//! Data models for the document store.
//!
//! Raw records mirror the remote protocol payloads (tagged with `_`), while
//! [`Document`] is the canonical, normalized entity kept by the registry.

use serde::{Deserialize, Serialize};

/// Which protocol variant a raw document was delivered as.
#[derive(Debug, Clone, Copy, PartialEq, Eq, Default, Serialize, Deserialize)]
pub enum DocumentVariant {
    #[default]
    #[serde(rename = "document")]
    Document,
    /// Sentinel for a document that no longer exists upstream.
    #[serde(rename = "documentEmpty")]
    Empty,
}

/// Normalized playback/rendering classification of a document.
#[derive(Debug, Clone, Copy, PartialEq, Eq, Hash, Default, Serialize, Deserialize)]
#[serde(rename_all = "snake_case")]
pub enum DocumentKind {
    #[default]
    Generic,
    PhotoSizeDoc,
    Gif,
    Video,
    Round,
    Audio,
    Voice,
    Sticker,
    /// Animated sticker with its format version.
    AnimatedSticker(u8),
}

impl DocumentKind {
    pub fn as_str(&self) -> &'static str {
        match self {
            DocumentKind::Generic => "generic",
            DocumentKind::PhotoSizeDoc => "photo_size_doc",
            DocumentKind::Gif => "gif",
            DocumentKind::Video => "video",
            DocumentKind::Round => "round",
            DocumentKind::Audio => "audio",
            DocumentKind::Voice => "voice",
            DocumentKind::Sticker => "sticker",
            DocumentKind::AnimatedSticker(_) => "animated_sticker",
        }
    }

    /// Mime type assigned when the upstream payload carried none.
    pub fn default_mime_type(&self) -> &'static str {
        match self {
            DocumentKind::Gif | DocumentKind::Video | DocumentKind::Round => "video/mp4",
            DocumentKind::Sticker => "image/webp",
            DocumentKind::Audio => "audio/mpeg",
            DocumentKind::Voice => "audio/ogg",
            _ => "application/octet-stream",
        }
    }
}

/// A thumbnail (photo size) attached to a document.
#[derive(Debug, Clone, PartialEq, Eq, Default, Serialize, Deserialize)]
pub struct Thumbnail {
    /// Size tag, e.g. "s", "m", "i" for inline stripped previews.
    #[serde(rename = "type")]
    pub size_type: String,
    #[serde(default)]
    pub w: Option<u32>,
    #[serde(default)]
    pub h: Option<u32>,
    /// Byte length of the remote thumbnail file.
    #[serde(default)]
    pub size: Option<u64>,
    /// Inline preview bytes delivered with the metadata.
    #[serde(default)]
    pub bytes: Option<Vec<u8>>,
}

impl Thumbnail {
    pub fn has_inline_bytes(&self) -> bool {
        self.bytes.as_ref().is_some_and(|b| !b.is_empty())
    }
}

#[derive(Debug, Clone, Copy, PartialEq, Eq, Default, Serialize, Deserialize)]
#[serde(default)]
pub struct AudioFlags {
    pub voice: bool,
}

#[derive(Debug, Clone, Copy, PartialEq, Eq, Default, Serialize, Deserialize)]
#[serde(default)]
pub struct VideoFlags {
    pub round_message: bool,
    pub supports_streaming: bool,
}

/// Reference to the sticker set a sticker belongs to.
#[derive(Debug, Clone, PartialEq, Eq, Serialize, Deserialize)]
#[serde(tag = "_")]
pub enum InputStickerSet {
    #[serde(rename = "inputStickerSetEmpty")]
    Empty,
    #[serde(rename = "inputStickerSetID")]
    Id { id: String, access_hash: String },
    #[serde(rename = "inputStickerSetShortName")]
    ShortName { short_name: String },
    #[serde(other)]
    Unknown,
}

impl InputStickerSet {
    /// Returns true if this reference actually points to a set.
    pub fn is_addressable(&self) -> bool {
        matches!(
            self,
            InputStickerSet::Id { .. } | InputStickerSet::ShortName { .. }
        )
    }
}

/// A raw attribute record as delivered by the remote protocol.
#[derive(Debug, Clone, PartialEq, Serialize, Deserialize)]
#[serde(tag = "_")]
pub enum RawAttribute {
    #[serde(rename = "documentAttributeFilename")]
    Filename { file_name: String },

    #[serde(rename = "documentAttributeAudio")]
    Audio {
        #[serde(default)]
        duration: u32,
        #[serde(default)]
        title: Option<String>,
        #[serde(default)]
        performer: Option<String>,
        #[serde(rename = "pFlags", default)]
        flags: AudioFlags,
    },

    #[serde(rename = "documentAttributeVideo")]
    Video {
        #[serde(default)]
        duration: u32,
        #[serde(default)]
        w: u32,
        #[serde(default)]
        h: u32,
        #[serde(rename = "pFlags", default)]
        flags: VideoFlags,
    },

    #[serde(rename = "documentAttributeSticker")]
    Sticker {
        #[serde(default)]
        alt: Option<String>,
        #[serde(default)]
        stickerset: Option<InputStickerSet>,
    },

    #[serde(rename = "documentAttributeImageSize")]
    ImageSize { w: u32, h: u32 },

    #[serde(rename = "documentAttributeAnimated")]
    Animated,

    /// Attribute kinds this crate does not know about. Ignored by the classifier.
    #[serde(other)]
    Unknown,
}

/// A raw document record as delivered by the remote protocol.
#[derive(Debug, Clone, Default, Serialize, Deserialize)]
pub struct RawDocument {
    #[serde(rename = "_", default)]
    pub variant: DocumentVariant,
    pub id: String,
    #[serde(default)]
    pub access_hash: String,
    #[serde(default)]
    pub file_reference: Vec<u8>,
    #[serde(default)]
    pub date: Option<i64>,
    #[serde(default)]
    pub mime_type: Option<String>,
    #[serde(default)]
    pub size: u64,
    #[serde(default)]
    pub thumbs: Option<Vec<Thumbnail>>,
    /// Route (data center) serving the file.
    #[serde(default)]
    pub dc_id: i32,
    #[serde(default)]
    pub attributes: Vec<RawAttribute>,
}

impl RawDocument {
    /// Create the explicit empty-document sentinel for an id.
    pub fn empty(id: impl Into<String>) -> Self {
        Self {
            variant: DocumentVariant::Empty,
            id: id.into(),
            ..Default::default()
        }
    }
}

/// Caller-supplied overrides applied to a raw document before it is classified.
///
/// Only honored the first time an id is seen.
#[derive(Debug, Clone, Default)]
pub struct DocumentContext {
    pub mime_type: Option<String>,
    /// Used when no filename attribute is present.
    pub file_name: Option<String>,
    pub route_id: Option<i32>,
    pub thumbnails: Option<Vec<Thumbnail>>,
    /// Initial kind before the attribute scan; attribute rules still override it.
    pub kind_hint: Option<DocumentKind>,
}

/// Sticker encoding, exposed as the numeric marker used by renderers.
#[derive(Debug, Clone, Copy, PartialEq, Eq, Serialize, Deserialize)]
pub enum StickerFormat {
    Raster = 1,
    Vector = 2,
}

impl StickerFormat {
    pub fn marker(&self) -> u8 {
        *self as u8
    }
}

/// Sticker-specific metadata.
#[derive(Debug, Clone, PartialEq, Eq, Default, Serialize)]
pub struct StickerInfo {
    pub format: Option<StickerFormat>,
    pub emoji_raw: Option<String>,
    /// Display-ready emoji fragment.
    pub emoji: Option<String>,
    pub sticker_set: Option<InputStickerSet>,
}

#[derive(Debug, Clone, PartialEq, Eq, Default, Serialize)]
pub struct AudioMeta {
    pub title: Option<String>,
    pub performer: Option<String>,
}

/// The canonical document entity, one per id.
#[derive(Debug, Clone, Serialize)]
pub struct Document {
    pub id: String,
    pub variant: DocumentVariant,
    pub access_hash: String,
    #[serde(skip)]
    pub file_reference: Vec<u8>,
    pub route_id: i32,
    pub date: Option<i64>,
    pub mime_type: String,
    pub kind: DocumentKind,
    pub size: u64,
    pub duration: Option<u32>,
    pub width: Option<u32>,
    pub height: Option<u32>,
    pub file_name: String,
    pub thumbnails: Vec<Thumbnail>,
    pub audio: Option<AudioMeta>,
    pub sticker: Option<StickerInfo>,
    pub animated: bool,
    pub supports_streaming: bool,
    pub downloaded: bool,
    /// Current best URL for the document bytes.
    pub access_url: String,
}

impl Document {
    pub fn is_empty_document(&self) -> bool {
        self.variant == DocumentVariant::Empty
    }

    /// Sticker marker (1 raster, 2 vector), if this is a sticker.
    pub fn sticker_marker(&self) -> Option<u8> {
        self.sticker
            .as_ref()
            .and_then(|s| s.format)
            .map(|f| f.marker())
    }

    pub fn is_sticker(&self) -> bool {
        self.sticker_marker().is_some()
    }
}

^^^^^^^^^^^^^^^^

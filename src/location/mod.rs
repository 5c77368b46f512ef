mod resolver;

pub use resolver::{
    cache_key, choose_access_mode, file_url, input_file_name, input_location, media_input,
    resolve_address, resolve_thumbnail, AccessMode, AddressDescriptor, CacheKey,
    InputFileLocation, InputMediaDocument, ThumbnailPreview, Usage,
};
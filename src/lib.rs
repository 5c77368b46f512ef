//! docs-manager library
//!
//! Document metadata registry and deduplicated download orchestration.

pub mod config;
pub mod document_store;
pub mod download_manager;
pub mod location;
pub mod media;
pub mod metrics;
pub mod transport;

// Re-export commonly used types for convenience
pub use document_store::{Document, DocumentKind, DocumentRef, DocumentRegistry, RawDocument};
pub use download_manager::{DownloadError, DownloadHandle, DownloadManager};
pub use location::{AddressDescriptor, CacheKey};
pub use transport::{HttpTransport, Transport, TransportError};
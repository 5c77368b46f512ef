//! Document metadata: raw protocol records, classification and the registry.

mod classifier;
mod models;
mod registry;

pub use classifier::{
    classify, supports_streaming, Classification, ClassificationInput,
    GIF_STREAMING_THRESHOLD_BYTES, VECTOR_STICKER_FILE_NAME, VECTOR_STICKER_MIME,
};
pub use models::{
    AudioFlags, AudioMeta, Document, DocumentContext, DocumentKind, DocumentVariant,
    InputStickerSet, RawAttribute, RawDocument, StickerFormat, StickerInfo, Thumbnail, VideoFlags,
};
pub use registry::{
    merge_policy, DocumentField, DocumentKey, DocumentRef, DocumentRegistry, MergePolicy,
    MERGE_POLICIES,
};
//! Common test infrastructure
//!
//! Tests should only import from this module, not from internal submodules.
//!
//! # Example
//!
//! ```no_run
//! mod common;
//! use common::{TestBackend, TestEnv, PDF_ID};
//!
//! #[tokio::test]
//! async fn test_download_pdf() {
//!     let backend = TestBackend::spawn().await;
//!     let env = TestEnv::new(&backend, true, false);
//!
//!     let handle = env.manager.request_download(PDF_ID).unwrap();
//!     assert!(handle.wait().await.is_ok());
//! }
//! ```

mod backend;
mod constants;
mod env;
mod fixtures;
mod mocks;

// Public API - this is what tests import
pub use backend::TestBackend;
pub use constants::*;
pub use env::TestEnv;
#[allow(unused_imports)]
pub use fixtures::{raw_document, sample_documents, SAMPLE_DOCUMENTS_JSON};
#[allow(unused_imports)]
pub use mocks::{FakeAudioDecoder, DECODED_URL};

^^^^^^^^^^^^^^^^

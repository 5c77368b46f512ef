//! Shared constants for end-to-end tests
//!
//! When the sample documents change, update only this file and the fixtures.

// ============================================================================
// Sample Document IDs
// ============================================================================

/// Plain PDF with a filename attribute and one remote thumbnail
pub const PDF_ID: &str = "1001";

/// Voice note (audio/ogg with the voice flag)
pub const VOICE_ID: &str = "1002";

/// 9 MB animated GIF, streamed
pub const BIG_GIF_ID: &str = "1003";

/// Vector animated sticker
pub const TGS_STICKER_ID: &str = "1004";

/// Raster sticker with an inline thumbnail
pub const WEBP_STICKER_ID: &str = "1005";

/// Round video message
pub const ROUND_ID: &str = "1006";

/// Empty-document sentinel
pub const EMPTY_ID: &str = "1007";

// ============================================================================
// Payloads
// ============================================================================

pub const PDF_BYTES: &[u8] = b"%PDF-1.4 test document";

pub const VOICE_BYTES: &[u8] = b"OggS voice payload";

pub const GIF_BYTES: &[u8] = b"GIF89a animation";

^^^^^^^^^^^^^^^^

Please count how many lines of the records include "RawDocument", giving the number and nothing else.

» **RESPONSE TO THE TASK**
4